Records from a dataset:
* * * * * * * * *

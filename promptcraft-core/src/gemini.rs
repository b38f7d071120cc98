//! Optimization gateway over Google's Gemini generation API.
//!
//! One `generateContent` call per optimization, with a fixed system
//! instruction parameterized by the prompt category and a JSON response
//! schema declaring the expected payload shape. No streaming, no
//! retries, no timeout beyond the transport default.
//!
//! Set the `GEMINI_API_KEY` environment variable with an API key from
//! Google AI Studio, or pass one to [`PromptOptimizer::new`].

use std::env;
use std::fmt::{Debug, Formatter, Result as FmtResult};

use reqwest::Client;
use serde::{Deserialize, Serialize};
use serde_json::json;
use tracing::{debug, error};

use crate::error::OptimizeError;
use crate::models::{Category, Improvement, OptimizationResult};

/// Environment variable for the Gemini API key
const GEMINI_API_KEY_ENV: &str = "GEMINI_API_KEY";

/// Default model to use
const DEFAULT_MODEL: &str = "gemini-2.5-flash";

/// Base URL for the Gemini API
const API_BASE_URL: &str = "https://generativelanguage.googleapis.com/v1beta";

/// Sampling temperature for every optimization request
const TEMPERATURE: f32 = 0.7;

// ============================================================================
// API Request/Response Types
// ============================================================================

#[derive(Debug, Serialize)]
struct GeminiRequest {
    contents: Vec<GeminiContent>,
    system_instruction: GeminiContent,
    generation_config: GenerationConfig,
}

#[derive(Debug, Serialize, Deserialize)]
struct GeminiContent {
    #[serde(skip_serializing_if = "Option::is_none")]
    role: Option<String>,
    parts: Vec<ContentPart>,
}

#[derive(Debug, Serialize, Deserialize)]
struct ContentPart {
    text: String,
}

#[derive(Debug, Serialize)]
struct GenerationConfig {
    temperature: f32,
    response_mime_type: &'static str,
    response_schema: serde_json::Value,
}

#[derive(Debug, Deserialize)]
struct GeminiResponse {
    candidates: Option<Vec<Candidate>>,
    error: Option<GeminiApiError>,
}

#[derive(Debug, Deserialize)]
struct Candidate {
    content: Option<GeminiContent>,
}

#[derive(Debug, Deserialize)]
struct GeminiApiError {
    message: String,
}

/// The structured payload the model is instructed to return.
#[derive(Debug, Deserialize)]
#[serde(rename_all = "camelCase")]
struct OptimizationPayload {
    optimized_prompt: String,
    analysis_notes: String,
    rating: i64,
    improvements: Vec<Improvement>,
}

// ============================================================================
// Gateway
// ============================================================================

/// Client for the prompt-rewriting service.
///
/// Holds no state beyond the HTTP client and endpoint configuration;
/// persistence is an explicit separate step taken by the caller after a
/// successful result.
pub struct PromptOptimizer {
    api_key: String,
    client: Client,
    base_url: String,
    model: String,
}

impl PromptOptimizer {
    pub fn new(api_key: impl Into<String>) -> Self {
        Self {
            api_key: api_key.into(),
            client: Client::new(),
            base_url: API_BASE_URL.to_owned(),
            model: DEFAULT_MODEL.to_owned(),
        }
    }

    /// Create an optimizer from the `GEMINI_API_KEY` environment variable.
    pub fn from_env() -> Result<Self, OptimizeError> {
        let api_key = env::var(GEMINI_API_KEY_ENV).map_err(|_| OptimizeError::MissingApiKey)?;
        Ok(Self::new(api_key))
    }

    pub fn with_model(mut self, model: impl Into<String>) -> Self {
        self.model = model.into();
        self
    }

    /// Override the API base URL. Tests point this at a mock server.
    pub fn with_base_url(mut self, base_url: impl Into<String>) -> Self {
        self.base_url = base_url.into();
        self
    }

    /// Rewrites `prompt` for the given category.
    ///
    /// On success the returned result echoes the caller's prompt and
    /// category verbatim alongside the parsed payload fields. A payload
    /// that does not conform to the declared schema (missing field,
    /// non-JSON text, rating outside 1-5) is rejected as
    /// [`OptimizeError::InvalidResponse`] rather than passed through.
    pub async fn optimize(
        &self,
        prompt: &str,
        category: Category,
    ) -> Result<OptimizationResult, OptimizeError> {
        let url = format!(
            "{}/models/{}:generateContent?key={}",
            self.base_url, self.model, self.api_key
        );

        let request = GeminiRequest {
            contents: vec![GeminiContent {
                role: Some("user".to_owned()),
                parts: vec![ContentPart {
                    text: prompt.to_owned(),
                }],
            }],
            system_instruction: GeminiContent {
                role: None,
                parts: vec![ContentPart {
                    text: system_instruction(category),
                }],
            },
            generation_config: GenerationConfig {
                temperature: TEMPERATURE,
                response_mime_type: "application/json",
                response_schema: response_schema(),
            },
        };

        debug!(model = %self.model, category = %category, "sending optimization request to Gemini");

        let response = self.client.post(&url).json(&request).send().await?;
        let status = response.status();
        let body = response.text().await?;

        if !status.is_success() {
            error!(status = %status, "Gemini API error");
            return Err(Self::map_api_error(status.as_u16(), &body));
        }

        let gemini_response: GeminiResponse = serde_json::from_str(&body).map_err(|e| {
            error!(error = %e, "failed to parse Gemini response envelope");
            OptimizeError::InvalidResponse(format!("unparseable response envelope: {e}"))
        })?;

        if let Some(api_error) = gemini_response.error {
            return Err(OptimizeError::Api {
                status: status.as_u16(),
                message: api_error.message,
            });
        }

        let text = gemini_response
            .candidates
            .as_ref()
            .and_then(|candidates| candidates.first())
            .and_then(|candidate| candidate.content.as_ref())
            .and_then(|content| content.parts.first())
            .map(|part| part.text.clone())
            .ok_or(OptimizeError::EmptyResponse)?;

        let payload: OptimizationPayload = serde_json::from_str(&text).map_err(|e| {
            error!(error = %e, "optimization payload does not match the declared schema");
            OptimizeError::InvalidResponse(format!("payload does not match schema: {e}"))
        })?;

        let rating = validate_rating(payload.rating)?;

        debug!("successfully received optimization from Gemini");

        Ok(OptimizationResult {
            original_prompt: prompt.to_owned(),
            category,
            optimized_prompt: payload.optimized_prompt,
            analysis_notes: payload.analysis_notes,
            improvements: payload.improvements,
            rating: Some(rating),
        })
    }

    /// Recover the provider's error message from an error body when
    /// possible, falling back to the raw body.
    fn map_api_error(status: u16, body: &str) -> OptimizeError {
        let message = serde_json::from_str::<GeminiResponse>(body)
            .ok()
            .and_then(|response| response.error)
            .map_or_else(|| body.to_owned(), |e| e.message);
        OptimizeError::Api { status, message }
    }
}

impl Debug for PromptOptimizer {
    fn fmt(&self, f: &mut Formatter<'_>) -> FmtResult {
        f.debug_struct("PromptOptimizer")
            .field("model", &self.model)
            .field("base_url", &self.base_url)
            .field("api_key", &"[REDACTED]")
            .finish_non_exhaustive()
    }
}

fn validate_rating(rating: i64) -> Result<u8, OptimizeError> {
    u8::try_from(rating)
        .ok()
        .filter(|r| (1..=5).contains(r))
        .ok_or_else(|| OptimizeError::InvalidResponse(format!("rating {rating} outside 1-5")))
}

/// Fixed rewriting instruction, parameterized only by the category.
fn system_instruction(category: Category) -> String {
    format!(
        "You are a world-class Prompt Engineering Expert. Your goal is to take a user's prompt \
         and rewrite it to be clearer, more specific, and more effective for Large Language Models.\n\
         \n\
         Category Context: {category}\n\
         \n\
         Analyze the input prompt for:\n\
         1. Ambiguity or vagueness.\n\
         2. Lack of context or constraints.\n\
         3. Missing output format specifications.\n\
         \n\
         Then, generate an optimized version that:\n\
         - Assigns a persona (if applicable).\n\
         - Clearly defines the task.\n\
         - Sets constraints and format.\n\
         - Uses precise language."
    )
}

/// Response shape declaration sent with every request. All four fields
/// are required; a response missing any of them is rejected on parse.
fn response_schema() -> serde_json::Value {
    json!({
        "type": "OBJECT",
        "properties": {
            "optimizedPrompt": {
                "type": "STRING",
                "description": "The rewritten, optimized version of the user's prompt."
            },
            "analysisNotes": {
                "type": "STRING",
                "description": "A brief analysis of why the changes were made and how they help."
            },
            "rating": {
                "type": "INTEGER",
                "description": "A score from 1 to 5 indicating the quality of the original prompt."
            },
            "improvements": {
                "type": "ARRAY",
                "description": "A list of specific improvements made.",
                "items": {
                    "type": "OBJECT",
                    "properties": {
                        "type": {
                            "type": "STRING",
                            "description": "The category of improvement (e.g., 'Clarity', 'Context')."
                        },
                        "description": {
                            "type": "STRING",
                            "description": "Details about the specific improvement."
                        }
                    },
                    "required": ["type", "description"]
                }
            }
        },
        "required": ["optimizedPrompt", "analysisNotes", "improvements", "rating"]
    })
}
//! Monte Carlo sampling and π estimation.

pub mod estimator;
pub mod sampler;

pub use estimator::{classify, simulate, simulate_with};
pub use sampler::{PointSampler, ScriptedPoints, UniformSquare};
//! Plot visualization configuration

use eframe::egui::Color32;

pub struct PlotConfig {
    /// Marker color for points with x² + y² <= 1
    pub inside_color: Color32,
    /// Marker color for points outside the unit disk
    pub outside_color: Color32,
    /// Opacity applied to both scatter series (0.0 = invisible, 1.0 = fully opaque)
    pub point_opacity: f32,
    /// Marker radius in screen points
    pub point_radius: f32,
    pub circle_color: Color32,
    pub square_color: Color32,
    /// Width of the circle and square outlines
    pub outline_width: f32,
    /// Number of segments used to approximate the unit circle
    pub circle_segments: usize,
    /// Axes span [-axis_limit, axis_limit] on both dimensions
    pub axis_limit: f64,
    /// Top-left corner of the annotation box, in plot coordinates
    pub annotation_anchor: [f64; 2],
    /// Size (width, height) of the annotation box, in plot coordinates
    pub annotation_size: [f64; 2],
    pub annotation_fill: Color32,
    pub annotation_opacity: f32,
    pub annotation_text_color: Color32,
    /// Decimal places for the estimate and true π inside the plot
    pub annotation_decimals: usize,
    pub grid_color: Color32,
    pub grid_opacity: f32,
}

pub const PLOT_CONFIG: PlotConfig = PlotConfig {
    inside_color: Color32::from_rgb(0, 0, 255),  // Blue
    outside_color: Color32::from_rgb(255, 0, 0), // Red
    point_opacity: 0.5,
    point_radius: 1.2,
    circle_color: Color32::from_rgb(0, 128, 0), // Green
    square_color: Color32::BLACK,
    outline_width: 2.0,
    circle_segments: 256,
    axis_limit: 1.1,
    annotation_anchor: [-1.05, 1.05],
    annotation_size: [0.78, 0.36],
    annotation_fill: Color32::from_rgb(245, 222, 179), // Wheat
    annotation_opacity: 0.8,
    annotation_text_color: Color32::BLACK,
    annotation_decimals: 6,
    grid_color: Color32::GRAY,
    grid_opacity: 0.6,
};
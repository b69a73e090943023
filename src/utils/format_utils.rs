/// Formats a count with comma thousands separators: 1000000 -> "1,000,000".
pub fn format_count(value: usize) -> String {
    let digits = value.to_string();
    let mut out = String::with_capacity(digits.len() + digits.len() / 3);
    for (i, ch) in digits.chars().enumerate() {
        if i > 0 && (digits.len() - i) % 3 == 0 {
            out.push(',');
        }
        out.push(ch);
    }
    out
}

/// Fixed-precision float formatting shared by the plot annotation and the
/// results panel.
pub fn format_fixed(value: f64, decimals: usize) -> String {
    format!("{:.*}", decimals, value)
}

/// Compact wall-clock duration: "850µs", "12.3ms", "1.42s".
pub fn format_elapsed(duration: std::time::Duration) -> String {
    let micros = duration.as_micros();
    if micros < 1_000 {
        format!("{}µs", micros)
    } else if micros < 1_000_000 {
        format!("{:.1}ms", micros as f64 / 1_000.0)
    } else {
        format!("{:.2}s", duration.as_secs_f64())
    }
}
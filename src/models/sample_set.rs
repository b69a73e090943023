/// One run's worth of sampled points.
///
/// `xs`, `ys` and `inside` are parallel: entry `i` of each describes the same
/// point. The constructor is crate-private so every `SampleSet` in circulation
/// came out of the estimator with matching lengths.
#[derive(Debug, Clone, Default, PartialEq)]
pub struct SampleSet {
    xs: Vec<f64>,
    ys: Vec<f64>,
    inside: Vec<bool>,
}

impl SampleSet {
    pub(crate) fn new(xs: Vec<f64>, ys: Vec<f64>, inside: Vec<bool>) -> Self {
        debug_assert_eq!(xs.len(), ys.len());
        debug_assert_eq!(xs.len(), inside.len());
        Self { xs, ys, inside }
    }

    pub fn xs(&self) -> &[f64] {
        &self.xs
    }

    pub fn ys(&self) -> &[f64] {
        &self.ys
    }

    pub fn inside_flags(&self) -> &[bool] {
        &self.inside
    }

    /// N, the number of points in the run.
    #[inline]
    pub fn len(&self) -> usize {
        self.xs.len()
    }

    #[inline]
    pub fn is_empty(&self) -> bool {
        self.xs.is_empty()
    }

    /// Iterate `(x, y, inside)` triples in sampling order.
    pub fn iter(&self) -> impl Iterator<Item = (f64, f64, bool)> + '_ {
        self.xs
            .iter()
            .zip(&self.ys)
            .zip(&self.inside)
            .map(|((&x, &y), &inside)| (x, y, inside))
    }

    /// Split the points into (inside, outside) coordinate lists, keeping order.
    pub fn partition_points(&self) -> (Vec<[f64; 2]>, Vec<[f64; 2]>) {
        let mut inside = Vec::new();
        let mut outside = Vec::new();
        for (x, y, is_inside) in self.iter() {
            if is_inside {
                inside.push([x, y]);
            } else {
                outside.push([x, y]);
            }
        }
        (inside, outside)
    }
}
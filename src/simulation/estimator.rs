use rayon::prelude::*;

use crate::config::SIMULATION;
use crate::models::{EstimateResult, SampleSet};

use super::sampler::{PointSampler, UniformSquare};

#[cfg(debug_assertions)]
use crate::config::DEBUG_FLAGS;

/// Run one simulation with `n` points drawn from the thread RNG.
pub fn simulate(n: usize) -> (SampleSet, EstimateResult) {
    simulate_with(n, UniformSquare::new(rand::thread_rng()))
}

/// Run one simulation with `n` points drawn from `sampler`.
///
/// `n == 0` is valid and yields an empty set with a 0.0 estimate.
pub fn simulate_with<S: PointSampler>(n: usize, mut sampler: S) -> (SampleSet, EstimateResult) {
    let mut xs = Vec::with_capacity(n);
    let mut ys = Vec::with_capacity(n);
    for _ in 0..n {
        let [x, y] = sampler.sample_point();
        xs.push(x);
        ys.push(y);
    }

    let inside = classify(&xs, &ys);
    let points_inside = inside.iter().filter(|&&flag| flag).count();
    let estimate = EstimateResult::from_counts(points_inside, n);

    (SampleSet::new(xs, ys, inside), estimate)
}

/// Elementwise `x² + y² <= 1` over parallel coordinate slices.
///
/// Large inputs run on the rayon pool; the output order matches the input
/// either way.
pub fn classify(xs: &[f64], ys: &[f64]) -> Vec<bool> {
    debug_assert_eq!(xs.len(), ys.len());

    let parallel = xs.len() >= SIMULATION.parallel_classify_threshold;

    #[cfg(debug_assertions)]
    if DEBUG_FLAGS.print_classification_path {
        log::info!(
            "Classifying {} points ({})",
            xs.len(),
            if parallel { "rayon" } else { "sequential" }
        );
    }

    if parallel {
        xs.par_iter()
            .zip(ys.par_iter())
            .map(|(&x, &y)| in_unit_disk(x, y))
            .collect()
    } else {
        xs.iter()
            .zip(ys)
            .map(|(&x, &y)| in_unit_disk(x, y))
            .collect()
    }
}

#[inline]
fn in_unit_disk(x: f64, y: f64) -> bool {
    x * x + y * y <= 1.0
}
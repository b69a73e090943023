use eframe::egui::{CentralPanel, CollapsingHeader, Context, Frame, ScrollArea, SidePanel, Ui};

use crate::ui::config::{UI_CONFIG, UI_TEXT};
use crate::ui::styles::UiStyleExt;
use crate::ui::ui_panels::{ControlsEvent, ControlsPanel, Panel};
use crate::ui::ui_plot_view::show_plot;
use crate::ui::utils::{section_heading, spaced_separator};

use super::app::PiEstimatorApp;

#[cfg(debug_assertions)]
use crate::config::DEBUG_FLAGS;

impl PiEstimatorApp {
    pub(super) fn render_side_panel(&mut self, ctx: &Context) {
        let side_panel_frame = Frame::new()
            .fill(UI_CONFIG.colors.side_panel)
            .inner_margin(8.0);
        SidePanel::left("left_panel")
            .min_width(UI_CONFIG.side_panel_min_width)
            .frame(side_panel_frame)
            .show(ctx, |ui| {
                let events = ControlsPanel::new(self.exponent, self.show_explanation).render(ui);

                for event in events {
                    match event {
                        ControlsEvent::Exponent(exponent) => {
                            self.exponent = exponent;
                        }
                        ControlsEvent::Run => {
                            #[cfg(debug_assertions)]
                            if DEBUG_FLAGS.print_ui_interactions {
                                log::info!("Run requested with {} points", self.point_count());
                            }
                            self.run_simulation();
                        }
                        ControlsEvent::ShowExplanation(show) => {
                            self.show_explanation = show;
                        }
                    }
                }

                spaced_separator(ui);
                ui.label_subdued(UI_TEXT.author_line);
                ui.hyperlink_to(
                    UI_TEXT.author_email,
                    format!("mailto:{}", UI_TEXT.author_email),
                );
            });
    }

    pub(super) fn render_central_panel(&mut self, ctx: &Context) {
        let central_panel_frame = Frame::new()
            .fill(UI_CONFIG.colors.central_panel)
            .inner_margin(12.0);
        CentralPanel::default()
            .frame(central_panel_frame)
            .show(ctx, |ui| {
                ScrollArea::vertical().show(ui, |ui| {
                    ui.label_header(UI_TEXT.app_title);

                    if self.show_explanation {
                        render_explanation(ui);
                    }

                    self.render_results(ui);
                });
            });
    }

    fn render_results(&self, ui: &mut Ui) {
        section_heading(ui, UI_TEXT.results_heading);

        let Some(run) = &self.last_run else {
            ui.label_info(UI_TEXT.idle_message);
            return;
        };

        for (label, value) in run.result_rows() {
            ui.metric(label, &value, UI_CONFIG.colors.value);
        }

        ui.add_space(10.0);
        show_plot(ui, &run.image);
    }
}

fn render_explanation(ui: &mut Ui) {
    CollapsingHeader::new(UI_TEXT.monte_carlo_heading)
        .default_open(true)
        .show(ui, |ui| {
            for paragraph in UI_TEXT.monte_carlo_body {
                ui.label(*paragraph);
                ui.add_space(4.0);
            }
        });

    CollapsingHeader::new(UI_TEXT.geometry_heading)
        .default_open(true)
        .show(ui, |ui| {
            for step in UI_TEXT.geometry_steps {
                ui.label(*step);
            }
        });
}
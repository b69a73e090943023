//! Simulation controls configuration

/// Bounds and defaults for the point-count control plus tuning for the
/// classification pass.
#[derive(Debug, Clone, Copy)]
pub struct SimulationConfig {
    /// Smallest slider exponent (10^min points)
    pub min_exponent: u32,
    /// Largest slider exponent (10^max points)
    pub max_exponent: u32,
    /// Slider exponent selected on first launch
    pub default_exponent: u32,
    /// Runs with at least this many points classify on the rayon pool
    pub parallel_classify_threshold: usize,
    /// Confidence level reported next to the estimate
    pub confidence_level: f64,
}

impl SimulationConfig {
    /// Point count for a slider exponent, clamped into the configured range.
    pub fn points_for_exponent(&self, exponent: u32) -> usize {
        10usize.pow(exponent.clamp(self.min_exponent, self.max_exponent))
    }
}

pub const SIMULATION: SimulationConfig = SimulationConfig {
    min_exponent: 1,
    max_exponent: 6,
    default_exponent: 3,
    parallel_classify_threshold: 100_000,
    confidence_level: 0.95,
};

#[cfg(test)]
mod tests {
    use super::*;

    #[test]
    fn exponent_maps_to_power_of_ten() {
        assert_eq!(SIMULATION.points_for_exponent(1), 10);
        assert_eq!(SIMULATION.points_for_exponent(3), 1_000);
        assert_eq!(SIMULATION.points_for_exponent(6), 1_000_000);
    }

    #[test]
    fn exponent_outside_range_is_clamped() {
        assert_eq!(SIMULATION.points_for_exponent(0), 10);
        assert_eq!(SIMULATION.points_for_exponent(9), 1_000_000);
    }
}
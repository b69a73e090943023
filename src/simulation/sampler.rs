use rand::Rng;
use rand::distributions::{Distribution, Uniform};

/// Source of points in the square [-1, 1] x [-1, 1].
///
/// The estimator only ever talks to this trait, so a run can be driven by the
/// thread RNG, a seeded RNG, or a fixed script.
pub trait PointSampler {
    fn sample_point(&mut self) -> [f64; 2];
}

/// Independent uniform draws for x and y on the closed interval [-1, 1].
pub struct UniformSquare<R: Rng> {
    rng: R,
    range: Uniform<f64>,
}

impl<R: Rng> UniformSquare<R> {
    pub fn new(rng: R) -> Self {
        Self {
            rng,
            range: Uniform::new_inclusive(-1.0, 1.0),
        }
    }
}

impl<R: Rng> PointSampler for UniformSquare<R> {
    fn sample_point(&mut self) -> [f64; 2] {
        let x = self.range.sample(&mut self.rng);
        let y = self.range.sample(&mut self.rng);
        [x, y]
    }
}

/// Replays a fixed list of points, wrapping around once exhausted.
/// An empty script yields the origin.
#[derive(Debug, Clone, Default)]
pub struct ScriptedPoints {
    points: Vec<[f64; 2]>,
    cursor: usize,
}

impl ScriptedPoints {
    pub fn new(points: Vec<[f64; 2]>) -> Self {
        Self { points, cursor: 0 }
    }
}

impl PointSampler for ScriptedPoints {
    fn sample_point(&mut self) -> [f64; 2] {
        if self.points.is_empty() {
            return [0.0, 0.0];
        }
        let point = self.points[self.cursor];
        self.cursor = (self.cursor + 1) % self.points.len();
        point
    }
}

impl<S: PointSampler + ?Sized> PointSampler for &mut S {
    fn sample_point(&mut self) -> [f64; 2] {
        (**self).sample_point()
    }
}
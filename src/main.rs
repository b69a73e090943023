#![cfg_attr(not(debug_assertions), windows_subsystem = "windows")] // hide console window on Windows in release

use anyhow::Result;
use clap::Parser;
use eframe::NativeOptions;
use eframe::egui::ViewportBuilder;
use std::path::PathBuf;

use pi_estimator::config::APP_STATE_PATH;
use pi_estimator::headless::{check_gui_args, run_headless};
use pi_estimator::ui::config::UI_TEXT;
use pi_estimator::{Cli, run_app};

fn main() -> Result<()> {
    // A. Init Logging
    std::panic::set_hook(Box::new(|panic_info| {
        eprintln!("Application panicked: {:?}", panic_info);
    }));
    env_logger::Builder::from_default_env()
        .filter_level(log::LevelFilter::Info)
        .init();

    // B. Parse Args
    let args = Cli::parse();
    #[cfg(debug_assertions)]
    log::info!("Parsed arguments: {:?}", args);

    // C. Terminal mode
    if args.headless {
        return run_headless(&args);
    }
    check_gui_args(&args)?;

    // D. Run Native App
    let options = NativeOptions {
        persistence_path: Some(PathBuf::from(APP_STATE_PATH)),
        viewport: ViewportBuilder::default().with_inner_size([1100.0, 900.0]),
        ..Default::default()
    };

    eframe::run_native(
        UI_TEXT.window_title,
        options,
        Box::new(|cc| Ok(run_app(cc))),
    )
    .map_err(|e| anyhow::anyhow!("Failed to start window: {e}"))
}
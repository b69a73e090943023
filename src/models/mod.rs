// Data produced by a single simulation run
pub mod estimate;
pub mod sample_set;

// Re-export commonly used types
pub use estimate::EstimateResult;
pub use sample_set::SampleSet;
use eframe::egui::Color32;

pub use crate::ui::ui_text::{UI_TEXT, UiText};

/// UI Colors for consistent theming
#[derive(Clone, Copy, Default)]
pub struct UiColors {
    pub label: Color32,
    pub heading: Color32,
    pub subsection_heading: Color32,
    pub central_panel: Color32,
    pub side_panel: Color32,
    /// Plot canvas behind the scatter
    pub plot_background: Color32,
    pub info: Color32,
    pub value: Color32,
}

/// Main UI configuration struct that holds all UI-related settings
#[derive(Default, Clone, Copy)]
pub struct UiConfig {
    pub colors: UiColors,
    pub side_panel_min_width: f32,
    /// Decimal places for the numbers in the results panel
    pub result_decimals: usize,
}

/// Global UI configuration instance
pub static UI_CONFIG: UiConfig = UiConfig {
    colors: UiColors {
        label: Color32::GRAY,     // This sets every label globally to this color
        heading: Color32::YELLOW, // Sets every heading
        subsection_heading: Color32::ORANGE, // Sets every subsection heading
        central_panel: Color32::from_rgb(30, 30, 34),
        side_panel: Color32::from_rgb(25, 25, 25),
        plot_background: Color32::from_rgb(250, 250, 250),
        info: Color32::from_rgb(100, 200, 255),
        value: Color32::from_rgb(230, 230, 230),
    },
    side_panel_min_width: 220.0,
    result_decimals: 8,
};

* * * * * * * * *

• About this task: In the records, how many lines hold the word "ContentPart"? Answer with the number and no other words.

• Solved exercise: 4